Provided information START

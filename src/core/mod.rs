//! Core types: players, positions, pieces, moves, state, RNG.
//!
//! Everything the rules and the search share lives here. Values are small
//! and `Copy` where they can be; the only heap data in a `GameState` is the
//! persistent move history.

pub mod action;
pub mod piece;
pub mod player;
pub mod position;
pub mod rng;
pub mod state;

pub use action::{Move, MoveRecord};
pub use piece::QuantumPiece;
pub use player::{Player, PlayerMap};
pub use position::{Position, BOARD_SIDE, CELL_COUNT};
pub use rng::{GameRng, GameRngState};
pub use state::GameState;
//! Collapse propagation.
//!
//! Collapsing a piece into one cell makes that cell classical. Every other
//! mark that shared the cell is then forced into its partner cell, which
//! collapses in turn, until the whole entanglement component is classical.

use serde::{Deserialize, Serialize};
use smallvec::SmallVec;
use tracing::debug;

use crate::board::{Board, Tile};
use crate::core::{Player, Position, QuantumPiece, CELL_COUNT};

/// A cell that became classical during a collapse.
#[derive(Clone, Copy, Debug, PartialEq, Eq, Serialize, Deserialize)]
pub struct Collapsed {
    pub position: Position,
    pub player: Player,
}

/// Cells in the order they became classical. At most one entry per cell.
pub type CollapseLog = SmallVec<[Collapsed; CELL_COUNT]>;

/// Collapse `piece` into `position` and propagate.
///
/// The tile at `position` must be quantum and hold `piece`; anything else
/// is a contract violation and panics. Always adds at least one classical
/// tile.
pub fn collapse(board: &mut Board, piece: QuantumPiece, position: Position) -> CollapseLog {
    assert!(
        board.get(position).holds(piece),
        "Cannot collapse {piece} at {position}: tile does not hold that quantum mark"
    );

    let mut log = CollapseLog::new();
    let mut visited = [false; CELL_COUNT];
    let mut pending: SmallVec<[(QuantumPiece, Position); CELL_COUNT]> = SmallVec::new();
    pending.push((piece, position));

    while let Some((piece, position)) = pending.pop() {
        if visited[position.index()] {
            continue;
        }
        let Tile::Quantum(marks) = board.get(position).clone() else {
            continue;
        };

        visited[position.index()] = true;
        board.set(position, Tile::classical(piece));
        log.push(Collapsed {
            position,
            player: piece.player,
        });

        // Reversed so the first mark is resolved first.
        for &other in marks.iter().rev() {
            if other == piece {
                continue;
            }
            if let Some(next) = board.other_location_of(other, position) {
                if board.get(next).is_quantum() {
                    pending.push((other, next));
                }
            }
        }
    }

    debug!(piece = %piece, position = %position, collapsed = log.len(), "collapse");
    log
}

Provided information END

Locate the word "CollapseLog" in the entries, and copy every line where it is found.

pub type CollapseLog = SmallVec<[Collapsed; CELL_COUNT]>;
pub fn collapse(board: &mut Board, piece: QuantumPiece, position: Position) -> CollapseLog {
    let mut log = CollapseLog::new();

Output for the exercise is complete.